* **WHAT YOU WILL DO**:
Look through the material for lines with the word "ScatterEntry", and copy each one.
SUPPLIED INFORMATION section start
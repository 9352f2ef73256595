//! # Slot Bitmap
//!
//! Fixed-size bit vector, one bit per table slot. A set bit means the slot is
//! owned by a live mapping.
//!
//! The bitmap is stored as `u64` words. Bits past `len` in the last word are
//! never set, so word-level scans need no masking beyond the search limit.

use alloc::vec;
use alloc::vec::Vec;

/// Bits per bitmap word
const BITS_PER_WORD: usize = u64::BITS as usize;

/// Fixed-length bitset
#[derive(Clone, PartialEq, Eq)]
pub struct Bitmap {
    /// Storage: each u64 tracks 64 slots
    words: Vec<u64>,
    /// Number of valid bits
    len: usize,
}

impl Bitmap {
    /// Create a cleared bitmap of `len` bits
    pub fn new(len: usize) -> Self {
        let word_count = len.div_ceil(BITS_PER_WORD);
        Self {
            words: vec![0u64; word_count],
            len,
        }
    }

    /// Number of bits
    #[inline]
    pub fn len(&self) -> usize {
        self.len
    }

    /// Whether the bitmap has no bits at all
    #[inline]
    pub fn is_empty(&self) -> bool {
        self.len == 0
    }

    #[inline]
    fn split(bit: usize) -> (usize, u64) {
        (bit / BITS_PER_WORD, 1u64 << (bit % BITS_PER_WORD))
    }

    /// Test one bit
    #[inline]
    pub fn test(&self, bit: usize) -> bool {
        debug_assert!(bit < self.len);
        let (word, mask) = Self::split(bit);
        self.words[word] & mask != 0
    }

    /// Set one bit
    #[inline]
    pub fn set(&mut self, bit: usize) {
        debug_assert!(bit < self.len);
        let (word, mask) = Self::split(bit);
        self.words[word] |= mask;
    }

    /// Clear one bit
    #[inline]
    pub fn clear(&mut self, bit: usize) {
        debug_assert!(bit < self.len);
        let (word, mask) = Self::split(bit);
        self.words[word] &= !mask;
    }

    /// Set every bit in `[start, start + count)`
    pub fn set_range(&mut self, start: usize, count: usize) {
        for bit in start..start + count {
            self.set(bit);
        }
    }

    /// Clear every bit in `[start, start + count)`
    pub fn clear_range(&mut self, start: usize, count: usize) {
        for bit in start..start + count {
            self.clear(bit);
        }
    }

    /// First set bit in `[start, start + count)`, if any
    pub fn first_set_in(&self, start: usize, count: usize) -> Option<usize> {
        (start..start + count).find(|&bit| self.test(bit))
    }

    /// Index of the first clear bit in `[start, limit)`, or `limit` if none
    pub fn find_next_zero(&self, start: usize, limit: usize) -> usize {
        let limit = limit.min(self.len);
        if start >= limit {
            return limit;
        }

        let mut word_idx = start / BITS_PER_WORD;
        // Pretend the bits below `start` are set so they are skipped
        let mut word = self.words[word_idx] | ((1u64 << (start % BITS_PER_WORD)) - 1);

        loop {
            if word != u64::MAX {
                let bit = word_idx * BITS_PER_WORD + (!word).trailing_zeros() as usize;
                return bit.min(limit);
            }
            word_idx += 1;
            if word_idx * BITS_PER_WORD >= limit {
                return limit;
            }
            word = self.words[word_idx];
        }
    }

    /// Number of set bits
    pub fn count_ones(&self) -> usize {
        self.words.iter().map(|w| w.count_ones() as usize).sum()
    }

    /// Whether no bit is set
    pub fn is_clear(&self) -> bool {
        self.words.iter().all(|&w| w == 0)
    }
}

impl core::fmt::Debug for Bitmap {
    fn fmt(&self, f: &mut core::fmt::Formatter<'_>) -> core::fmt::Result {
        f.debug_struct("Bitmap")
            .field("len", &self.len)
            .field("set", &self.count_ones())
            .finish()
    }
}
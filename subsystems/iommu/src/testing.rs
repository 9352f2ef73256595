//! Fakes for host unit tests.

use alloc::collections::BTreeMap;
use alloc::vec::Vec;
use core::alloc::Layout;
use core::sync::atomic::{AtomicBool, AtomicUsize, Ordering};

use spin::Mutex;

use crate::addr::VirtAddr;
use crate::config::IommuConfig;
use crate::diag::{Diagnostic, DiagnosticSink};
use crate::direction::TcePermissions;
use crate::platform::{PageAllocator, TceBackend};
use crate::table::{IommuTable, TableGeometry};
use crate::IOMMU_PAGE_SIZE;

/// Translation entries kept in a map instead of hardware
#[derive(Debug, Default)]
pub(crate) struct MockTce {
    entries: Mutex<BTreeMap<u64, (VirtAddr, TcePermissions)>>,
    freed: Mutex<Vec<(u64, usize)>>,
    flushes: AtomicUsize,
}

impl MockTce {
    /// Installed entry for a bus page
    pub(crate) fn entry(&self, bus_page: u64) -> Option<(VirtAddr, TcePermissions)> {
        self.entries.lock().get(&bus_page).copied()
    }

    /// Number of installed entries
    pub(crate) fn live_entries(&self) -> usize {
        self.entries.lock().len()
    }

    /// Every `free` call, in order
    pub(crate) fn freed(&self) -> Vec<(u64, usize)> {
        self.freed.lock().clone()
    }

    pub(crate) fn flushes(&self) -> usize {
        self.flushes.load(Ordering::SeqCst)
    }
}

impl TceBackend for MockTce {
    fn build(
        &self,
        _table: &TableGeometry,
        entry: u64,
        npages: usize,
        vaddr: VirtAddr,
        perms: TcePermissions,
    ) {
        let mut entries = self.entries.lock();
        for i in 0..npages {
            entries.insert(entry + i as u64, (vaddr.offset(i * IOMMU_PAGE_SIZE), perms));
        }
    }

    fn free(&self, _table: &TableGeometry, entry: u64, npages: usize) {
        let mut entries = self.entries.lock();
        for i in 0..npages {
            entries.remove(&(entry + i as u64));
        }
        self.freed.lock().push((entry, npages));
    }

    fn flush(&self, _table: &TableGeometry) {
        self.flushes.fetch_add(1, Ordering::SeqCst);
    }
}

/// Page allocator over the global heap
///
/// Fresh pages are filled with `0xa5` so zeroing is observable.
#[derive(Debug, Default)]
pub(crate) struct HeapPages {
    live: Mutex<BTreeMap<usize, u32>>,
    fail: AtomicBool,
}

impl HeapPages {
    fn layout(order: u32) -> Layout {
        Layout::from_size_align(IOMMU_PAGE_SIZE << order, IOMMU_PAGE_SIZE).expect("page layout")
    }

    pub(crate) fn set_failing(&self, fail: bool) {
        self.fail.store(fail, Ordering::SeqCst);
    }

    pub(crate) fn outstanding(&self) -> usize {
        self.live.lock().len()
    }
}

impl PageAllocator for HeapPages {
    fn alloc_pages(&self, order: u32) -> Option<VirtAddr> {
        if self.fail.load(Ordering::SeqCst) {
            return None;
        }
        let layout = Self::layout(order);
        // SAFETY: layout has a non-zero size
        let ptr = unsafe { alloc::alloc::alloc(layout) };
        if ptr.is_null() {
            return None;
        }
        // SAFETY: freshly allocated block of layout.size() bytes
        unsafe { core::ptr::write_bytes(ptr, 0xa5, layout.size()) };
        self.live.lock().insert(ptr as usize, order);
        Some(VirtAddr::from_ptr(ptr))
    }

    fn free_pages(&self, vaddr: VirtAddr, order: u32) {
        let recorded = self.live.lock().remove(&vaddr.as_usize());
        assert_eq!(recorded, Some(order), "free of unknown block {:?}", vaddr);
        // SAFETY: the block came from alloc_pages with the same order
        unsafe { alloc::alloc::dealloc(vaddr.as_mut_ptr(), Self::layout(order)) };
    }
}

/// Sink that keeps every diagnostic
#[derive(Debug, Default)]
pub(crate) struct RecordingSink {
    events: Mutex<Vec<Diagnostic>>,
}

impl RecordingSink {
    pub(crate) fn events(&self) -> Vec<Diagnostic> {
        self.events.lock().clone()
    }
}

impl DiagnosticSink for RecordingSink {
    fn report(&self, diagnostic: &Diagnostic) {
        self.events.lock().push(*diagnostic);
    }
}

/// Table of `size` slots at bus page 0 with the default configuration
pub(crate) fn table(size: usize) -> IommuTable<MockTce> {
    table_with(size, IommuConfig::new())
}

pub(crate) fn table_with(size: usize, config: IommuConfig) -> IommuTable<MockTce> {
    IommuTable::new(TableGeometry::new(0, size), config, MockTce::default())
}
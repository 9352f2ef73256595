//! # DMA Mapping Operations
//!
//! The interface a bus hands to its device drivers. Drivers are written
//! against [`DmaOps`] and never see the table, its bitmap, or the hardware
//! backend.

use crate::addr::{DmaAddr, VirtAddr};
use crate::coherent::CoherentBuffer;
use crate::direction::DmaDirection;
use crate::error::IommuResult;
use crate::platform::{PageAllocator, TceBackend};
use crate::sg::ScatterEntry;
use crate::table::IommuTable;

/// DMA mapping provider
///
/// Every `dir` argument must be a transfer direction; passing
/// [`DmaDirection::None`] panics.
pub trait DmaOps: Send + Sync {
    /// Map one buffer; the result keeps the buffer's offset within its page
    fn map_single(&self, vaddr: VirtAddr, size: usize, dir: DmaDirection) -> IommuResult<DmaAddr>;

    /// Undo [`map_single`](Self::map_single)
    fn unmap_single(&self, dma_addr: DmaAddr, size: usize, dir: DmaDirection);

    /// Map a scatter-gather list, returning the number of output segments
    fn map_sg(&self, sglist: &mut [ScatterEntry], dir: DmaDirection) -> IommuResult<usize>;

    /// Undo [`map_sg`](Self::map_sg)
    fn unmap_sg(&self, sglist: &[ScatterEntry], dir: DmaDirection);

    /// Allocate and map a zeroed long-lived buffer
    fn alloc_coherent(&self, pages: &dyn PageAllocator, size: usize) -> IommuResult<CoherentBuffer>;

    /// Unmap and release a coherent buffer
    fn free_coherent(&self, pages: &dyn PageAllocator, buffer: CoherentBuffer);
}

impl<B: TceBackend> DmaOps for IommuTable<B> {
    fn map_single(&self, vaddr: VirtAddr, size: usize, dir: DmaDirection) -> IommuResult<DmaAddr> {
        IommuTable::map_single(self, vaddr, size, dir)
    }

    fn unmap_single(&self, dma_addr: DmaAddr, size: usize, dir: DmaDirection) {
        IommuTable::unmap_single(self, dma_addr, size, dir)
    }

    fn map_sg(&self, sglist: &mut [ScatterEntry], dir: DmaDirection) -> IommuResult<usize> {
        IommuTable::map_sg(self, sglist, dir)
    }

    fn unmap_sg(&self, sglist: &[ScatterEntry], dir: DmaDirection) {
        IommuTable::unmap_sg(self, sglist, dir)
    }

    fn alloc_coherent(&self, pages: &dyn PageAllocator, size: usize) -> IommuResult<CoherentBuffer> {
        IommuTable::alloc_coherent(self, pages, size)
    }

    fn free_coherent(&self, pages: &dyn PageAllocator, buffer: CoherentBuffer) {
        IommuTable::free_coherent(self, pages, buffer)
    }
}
SUPPLIED INFORMATION section end
* **RESULT OF THE TASK**:
use crate::sg::ScatterEntry;
    fn map_sg(&self, sglist: &mut [ScatterEntry], dir: DmaDirection) -> IommuResult<usize>;
    fn unmap_sg(&self, sglist: &[ScatterEntry], dir: DmaDirection);
    fn map_sg(&self, sglist: &mut [ScatterEntry], dir: DmaDirection) -> IommuResult<usize> {
    fn unmap_sg(&self, sglist: &[ScatterEntry], dir: DmaDirection) {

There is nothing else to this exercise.